(Exercise directions):
Take each line from the entries that holds "filename" and copy it out.

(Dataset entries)
====

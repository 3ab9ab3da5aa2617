/// Syntactic email check for import rows.
///
/// Deliberately loose — one `@`, a non-empty local part, a dotted domain
/// that doesn't start with a dot. Deliverability is the SMTP relay's
/// problem; this only filters rows that can never be an address.
pub fn is_valid_email(raw: &str) -> bool {
    let trimmed = raw.trim();
    let Some((local, domain)) = trimmed.split_once('@') else {
        return false;
    };
    !local.is_empty() && domain.contains('.') && !domain.starts_with('.') && !domain.ends_with('.')
}
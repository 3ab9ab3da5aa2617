pub mod backend;
pub mod campaign;
pub mod event;
pub mod export;
pub mod schema;
pub mod stats;
pub mod target;

pub use backend::DuckDbBackend;

/// Re-export the `duckdb` crate so consumers (especially tests) can use
/// `phishsim_duckdb::duckdb::params!` without an extra dependency.
pub use duckdb;
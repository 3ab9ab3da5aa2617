use std::collections::HashMap;
use std::sync::Arc;

use axum::{
    extract::{Multipart, Path, State},
    response::IntoResponse,
    Json,
};
use serde_json::json;

use phishsim_core::campaign::ImportRow;

use crate::{error::AppError, state::AppState};

/// `POST /api/campaigns/{id}/upload-targets` — CSV import.
///
/// Multipart form with a `file` field. Structural problems with the file
/// (no `email` column, nothing but a header) are a 400; everything at row
/// granularity — malformed row, bad email, duplicate — is a non-fatal
/// entry in `errors[]` and the rest of the batch still imports.
#[tracing::instrument(skip(state, multipart))]
pub async fn upload_targets(
    State(state): State<Arc<AppState>>,
    Path(campaign_id): Path<String>,
    mut multipart: Multipart,
) -> Result<impl IntoResponse, AppError> {
    if !state
        .db
        .campaign_exists(&campaign_id)
        .await
        .map_err(AppError::Internal)?
    {
        return Err(AppError::NotFound("Campaign not found".to_string()));
    }

    let mut file_bytes = None;
    while let Some(field) = multipart
        .next_field()
        .await
        .map_err(|e| AppError::BadRequest(format!("invalid multipart body: {e}")))?
    {
        if field.name() == Some("file") {
            file_bytes = Some(
                field
                    .bytes()
                    .await
                    .map_err(|e| AppError::BadRequest(format!("failed to read file: {e}")))?,
            );
            break;
        }
    }
    let bytes = file_bytes
        .ok_or_else(|| AppError::BadRequest("no file uploaded".to_string()))?;

    let (rows, mut errors) = parse_csv(&bytes)?;

    let outcome = state
        .db
        .import_targets(&campaign_id, &rows)
        .await
        .map_err(AppError::Internal)?;
    errors.extend(outcome.errors);

    tracing::info!(
        campaign_id = %campaign_id,
        imported = outcome.imported,
        errors = errors.len(),
        "CSV import finished"
    );

    Ok(Json(json!({
        "imported": outcome.imported,
        "errors": errors,
    })))
}

/// Parse the uploaded CSV into import rows.
///
/// Header matching is case-insensitive and trimmed; columns the engine
/// doesn't know are ignored, and the optional name/department/role
/// columns default to empty when absent. Returned errors are row-level
/// (line numbers count the header as line 1).
fn parse_csv(bytes: &[u8]) -> Result<(Vec<ImportRow>, Vec<String>), AppError> {
    let mut reader = csv::ReaderBuilder::new()
        .flexible(true)
        .trim(csv::Trim::All)
        .from_reader(bytes);

    let headers = reader
        .headers()
        .map_err(|e| AppError::BadRequest(format!("failed to parse CSV: {e}")))?
        .clone();
    let mut index: HashMap<String, usize> = HashMap::new();
    for (i, column) in headers.iter().enumerate() {
        index.insert(column.trim().to_lowercase(), i);
    }

    let Some(&email_idx) = index.get("email") else {
        return Err(AppError::BadRequest(
            "CSV must contain an 'email' column".to_string(),
        ));
    };
    let name_idx = index.get("name").copied();
    let department_idx = index.get("department").copied();
    let role_idx = index.get("role").copied();

    let mut rows = Vec::new();
    let mut errors = Vec::new();
    for (i, record) in reader.records().enumerate() {
        let line = i + 2;
        let record = match record {
            Ok(record) => record,
            Err(e) => {
                errors.push(format!("row {line}: unreadable record: {e}"));
                continue;
            }
        };
        if record.len() != headers.len() {
            errors.push(format!(
                "row {line}: expected {} columns, got {}",
                headers.len(),
                record.len()
            ));
            continue;
        }

        let column = |idx: Option<usize>| -> String {
            idx.and_then(|i| record.get(i))
                .unwrap_or("")
                .trim()
                .to_string()
        };
        rows.push(ImportRow {
            row: line,
            email: column(Some(email_idx)),
            name: column(name_idx),
            department: column(department_idx),
            role: column(role_idx),
        });
    }

    if rows.is_empty() && errors.is_empty() {
        return Err(AppError::BadRequest(
            "CSV must contain a header and at least one data row".to_string(),
        ));
    }

    Ok((rows, errors))
}
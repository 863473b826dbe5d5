use anyhow::{Context, Result};
use clap::Parser;
use std::{fs, path::Path, sync::Arc};
use tokio::{io::AsyncReadExt, net::TcpListener};
use tracing_subscriber::EnvFilter;

mod client;
mod config;
mod errors;
mod handlers;
mod models;
mod routes;
mod services;
mod state;

use config::{Cli, ClientConfig, Command, ServerConfig, UploadArgs};
use services::{
    expiry_scheduler::ExpiryScheduler,
    storage_service::{StorageService, open_catalog},
};

#[tokio::main]
async fn main() -> Result<()> {
    // --- Logging setup ---
    // stdout is reserved for the share URL printed by `upload`.
    tracing_subscriber::fmt()
        .with_env_filter(
            EnvFilter::try_from_default_env().unwrap_or_else(|_| EnvFilter::new("info")),
        )
        .with_writer(std::io::stderr)
        .init();

    let cli = Cli::parse();
    match cli.command {
        Command::Serve(args) => {
            let cfg = ServerConfig::from_env_and_args(cli.addr, cli.token, args)?;
            serve(cfg).await
        }
        Command::Upload(args) => {
            let cfg = ClientConfig::from_env_and_args(cli.addr, cli.token);
            upload(cfg, args).await
        }
    }
}

async fn serve(cfg: ServerConfig) -> Result<()> {
    tracing::info!(
        addr = %cfg.addr,
        database_url = %cfg.database_url,
        upload_dir = %cfg.upload_dir,
        max_upload_size = cfg.max_upload_size,
        sweep_interval = ?cfg.sweep_interval,
        default_lifetime = ?cfg.default_lifetime,
        "Starting fling"
    );
    if cfg.token.is_empty() {
        tracing::warn!("no upload token configured; anyone can upload");
    }

    // --- Initialize SQLite catalog ---
    ensure_database_parent(&cfg.database_url)?;
    let db = open_catalog(&cfg.database_url)
        .await
        .with_context(|| format!("opening catalog {}", cfg.database_url))?;

    // --- Initialize core service ---
    let storage = StorageService::new(Arc::new(db), &cfg.upload_dir);
    storage
        .init()
        .await
        .context("initializing upload directory and catalog")?;
    let scheduler = ExpiryScheduler::spawn(storage.clone(), cfg.sweep_interval);

    // --- Build router ---
    let state = state::AppState::new(storage.clone(), &cfg.token, cfg.default_lifetime);
    let app = routes::routes::routes(cfg.max_upload_size).with_state(state);

    // --- Start server ---
    let listener = TcpListener::bind(&cfg.addr)
        .await
        .with_context(|| format!("binding {}", cfg.addr))?;

    tracing::info!("Server listening on http://{}", listener.local_addr()?);
    let served = axum::serve(listener, app)
        .with_graceful_shutdown(shutdown_signal())
        .await;

    // --- Shutdown: stop sweeping, then release the catalog ---
    scheduler.shutdown().await;
    storage.close().await;
    tracing::info!("Shutdown complete");

    served.context("server error")
}

async fn upload(cfg: ClientConfig, args: UploadArgs) -> Result<()> {
    let content = if args.file == "-" {
        let mut buf = Vec::new();
        tokio::io::stdin()
            .read_to_end(&mut buf)
            .await
            .context("reading stdin")?;
        buf
    } else {
        tokio::fs::read(&args.file)
            .await
            .with_context(|| format!("reading {}", args.file))?
    };

    let client = client::Client::new(&cfg.addr, cfg.token)?;
    let object = client.upload(content, &args.file, &args.duration).await?;
    println!("{}", client.url(&object));
    Ok(())
}

/// SQLite creates the database file but not its directory.
fn ensure_database_parent(database_url: &str) -> Result<()> {
    let db_path = database_url
        .trim_start_matches("sqlite://")
        .trim_start_matches("sqlite:")
        .split('?')
        .next()
        .unwrap_or_default();
    if db_path.is_empty() || db_path.starts_with(":memory:") {
        return Ok(());
    }

    if let Some(parent) = Path::new(db_path).parent() {
        if !parent.as_os_str().is_empty() && !parent.exists() {
            fs::create_dir_all(parent)
                .with_context(|| format!("creating catalog directory {}", parent.display()))?;
            tracing::info!("Created missing directory {:?}", parent);
        }
    }
    Ok(())
}

async fn shutdown_signal() {
    tokio::select! {
        _ = tokio::signal::ctrl_c() => {
            tracing::info!("Received SIGINT, shutting down...");
        }
        _ = async {
            #[cfg(unix)]
            {
                use tokio::signal::unix::{SignalKind, signal};
                match signal(SignalKind::terminate()) {
                    Ok(mut sigterm) => {
                        sigterm.recv().await;
                    }
                    Err(err) => {
                        tracing::warn!("SIGTERM handler unavailable: {}", err);
                        std::future::pending::<()>().await;
                    }
                }
            }
            #[cfg(not(unix))]
            {
                std::future::pending::<()>().await;
            }
        } => {
            tracing::info!("Received SIGTERM, shutting down...");
        }
    }
}
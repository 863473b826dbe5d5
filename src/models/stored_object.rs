//! Represents an uploaded file and its lifetime.

use chrono::{DateTime, Utc};
use serde::{Deserialize, Serialize};
use sqlx::FromRow;

/// A catalog record for one uploaded file.
///
/// The record carries metadata only. The content lives on disk at
/// `<upload_dir>/<name>`.
#[derive(Serialize, Deserialize, Clone, FromRow, Debug, PartialEq, Eq)]
pub struct StoredObject {
    /// Row id assigned by the catalog on insert.
    pub id: i64,

    /// Random identifier followed by the original extension (e.g. `aB3kz.txt`).
    pub name: String,

    /// When the upload was accepted.
    pub created_at: DateTime<Utc>,

    /// When the object becomes eligible for the expiry sweep.
    pub expires_at: DateTime<Utc>,
}

impl StoredObject {
    /// Whether the object has expired relative to `now`.
    pub fn is_expired(&self, now: DateTime<Utc>) -> bool {
        self.expires_at < now
    }
}

#[cfg(test)]
mod tests {
    use super::*;
    use chrono::Duration;

    #[test]
    fn test_expiry_is_strict() {
        let created_at = Utc::now();
        let obj = StoredObject {
            id: 1,
            name: "abcde.txt".into(),
            created_at,
            expires_at: created_at + Duration::hours(1),
        };

        assert!(!obj.is_expired(created_at));
        assert!(!obj.is_expired(obj.expires_at));
        assert!(obj.is_expired(obj.expires_at + Duration::nanoseconds(1)));
    }
}
//! Defines the HTTP surface of the file-sharing service.
//!
//! - `POST /`        — multipart upload (`file`, optional `duration`)
//! - `GET  /{name}`  — download a stored file
//! - `GET  /healthz` — liveness
//! - `GET  /readyz`  — readiness
//!
//! Generated names are never `healthz` or `readyz`, so the static routes
//! cannot shadow a stored file.

use crate::{
    handlers::{
        file_handlers::{get_file, upload_file},
        health_handlers::{healthz, readyz},
    },
    state::AppState,
};
use axum::{
    Router,
    extract::DefaultBodyLimit,
    routing::{get, post},
};

/// Build the router. Request bodies above `max_upload_size` bytes are
/// rejected with 413.
pub fn routes(max_upload_size: usize) -> Router<AppState> {
    Router::new()
        .route("/healthz", get(healthz))
        .route("/readyz", get(readyz))
        .route("/", post(upload_file))
        .route("/{name}", get(get_file))
        .layer(DefaultBodyLimit::max(max_upload_size))
}

#[cfg(test)]
mod tests {
    use super::*;
    use crate::services::storage_service::tests::test_service;
    use axum::{
        body::Body,
        http::{Request, StatusCode, header},
    };
    use std::time::Duration;
    use tower::ServiceExt;

    #[tokio::test]
    async fn test_method_and_size_limits() {
        let (_dir, storage, _clock) = test_service().await;
        let app = routes(64).with_state(AppState::new(storage, "", Duration::from_secs(60)));

        let resp = app
            .clone()
            .oneshot(Request::delete("/abcde").body(Body::empty()).unwrap())
            .await
            .unwrap();
        assert_eq!(resp.status(), StatusCode::METHOD_NOT_ALLOWED);

        let resp = app
            .clone()
            .oneshot(Request::get("/healthz").body(Body::empty()).unwrap())
            .await
            .unwrap();
        assert_eq!(resp.status(), StatusCode::OK);

        let body = format!(
            "--b\r\nContent-Disposition: form-data; name=\"file\"; filename=\"big.bin\"\r\n\r\n{}\r\n--b--\r\n",
            "x".repeat(256)
        );
        let resp = app
            .oneshot(
                Request::post("/")
                    .header(header::CONTENT_TYPE, "multipart/form-data; boundary=b")
                    .body(Body::from(body))
                    .unwrap(),
            )
            .await
            .unwrap();
        assert_eq!(resp.status(), StatusCode::PAYLOAD_TOO_LARGE);
    }
}
//! Shared state handed to every HTTP handler.

use crate::services::storage_service::StorageService;
use std::{sync::Arc, time::Duration};

#[derive(Clone)]
pub struct AppState {
    pub storage: StorageService,

    /// Shared secret required to upload. Empty means uploads are open.
    pub upload_token: Arc<[u8]>,

    /// Lifetime applied when an upload names none or an unusable one.
    pub default_lifetime: Duration,
}

impl AppState {
    pub fn new(storage: StorageService, upload_token: &str, default_lifetime: Duration) -> Self {
        Self {
            storage,
            upload_token: Arc::from(upload_token.as_bytes()),
            default_lifetime,
        }
    }
}
//! HTTP client behind `fling upload`.

use crate::models::stored_object::StoredObject;
use reqwest::{
    StatusCode, Url, header,
    multipart::{Form, Part},
};
use std::time::Duration;
use thiserror::Error;

const REQUEST_TIMEOUT: Duration = Duration::from_secs(90);

#[derive(Debug, Error)]
pub enum ClientError {
    #[error("address `{0}` must be an http(s) URL")]
    InvalidAddr(String),
    #[error(transparent)]
    Http(#[from] reqwest::Error),
    #[error("server responded {status}: {message}")]
    Server { status: StatusCode, message: String },
}

/// Uploads files to a fling server.
#[derive(Debug, Clone)]
pub struct Client {
    base: Url,
    token: String,
    http: reqwest::Client,
}

impl Client {
    /// `addr` is the server's base URL. A missing trailing slash is added so
    /// share URLs can be built by appending the object name.
    pub fn new(addr: &str, token: impl Into<String>) -> Result<Self, ClientError> {
        let mut base = Url::parse(addr).map_err(|_| ClientError::InvalidAddr(addr.to_string()))?;
        if !matches!(base.scheme(), "http" | "https") {
            return Err(ClientError::InvalidAddr(addr.to_string()));
        }
        if !base.path().ends_with('/') {
            let path = format!("{}/", base.path());
            base.set_path(&path);
        }

        let http = reqwest::Client::builder()
            .timeout(REQUEST_TIMEOUT)
            .user_agent(concat!("fling/", env!("CARGO_PKG_VERSION")))
            .build()?;

        Ok(Self {
            base,
            token: token.into(),
            http,
        })
    }

    /// URL at which `object` can be downloaded.
    pub fn url(&self, object: &StoredObject) -> String {
        format!("{}{}", self.base, object.name)
    }

    /// Upload `content` as `filename`, kept for `duration` (e.g. `1h30m`).
    pub async fn upload(
        &self,
        content: Vec<u8>,
        filename: &str,
        duration: &str,
    ) -> Result<StoredObject, ClientError> {
        let form = Form::new()
            .part("file", Part::bytes(content).file_name(filename.to_string()))
            .text("duration", duration.to_string());

        let resp = self
            .http
            .post(self.base.clone())
            .header(header::AUTHORIZATION, format!("Token {}", self.token))
            .multipart(form)
            .send()
            .await?;

        let status = resp.status();
        if status != StatusCode::OK {
            let body = resp.text().await.unwrap_or_default();
            return Err(ClientError::Server {
                status,
                message: server_message(&body),
            });
        }
        Ok(resp.json::<StoredObject>().await?)
    }
}

/// Pull `error` out of a JSON error body, falling back to the raw text.
fn server_message(body: &str) -> String {
    serde_json::from_str::<serde_json::Value>(body)
        .ok()
        .and_then(|v| v.get("error").and_then(|e| e.as_str()).map(str::to_string))
        .unwrap_or_else(|| body.trim().to_string())
}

====

(Answer to this problem):
filename src/models/stored_object.rs
            "--b\r\nContent-Disposition: form-data; name=\"file\"; filename=\"big.bin\"\r\n\r\n{}\r\n--b--\r\n",
    /// Upload `content` as `filename`, kept for `duration` (e.g. `1h30m`).
        filename: &str,
            .part("file", Part::bytes(content).file_name(filename.to_string()))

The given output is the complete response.